Wie bleibe ich mit meinem demenzkranken Angehörigen in Kontakt?
Das demenznavi inspiriert dich mit Lernvideos und Tipps zur Kommunikation.
Zuerst sollte man zum Hausarzt. Dieser unterhält sich mit dem Betroffenen, untersucht ihn und macht sich mit psychologischen Tests ein grobes Bild der Hirnfunktion. Meist ordnet er auch einige Bluttests an, um zum Beispiel eine Schilddrüsenunterfunktion auszuschliessen. Vermutet er eine Demenz, geht es weiter zu den Spezialisten – in der Schweiz am besten in eine Memory Clinic.

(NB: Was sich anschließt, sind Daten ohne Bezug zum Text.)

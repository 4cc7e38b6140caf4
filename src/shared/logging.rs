//! Logging utilities module
//!
//! Subscriber setup for hosts plus structured events shared by the services.

use tracing::{debug, info, warn};

use crate::shared::error::AppError;

/// Logging utilities for the crate
pub struct LoggingUtils;

impl LoggingUtils {
    /// Install a global fmt subscriber. `RUST_LOG` wins over `level` when set.
    pub fn initialize(level: &str) -> crate::Result<()> {
        use tracing_subscriber::{fmt, EnvFilter};

        let filter = EnvFilter::try_from_default_env()
            .unwrap_or_else(|_| EnvFilter::new(level));

        let subscriber = fmt::Subscriber::builder()
            .with_env_filter(filter)
            .with_target(false)
            .with_file(true)
            .with_line_number(true)
            .with_ansi(false)
            .finish();

        tracing::subscriber::set_global_default(subscriber)
            .map_err(|e| AppError::Internal(format!("Failed to initialize logging: {}", e)))?;

        Ok(())
    }

    /// Log a freshly validated payment request
    pub fn log_payment_created(receiver: &str, sum: &str, form: &str, payment_type: &str) {
        debug!(
            receiver = %receiver,
            sum = %sum,
            form = %form,
            payment_type = %payment_type,
            "Payment request created"
        );
    }

    /// Log a rendered payment link or form
    pub fn log_rendered(kind: &str, endpoint: &str, fields: usize) {
        debug!(kind = %kind, endpoint = %endpoint, fields = fields, "Payment request rendered");
    }

    /// Log an accepted notification. The signature and secret are never logged.
    pub fn log_notification_accepted(notification_type: &str, operation_id: &str, amount: &str) {
        info!(
            notification_type = %notification_type,
            operation_id = %operation_id,
            amount = %amount,
            "Notification accepted"
        );
    }

    /// Log a rejected notification
    pub fn log_notification_rejected(operation_id: Option<&str>, reason: &str) {
        warn!(operation_id = operation_id, reason = %reason, "Notification rejected");
    }
}
//! Configuration management module
//!
//! Loading, validation and access to gateway, notification and logging
//! settings.

pub mod app_config;
pub mod validation;

pub use app_config::{AppConfig, GatewayConfig, LoggingConfig, NotificationConfig};
pub use validation::ConfigValidator;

Vergesslichkeit und Wortfindungsstörungen sind typisch für das Anfangsstadium der Alzheimer-Demenz. Später haben die Betroffenen zunehmend Schwierigkeiten, im Alltag klarzukommen. Cholinesterase-Hemmer können das Fortschreiten der Symptome etwas bremsen.
«Fängt man früh mit der Therapie an, wird die Hirnleistung auf einem relativ hohen Niveau gehalten», sagt Robert Perneczky, der an der Ludwig Maximilians Universität in München die Abteilung für Alterspsychiatrie leitet. «Je später die Diagnose, desto niedriger die Ausgangshirnleistung, die nie wieder besser wird.»
Meist werden die Symptome bei Alzheimer stetig schlechter, im Gegensatz zur vaskulären Demenz, die durch Durchblutungsstörungen im Hirn bedingt ist. «Da es häufig zu Mini-Infarkten kommt und die Durchblutung abrupt unterbrochen ist, verschlimmern sich die Symptome meist stufenartig», erklärt Stoppe. Ansonsten ähneln die Beschwerden denen der Alzheimer-Demenz.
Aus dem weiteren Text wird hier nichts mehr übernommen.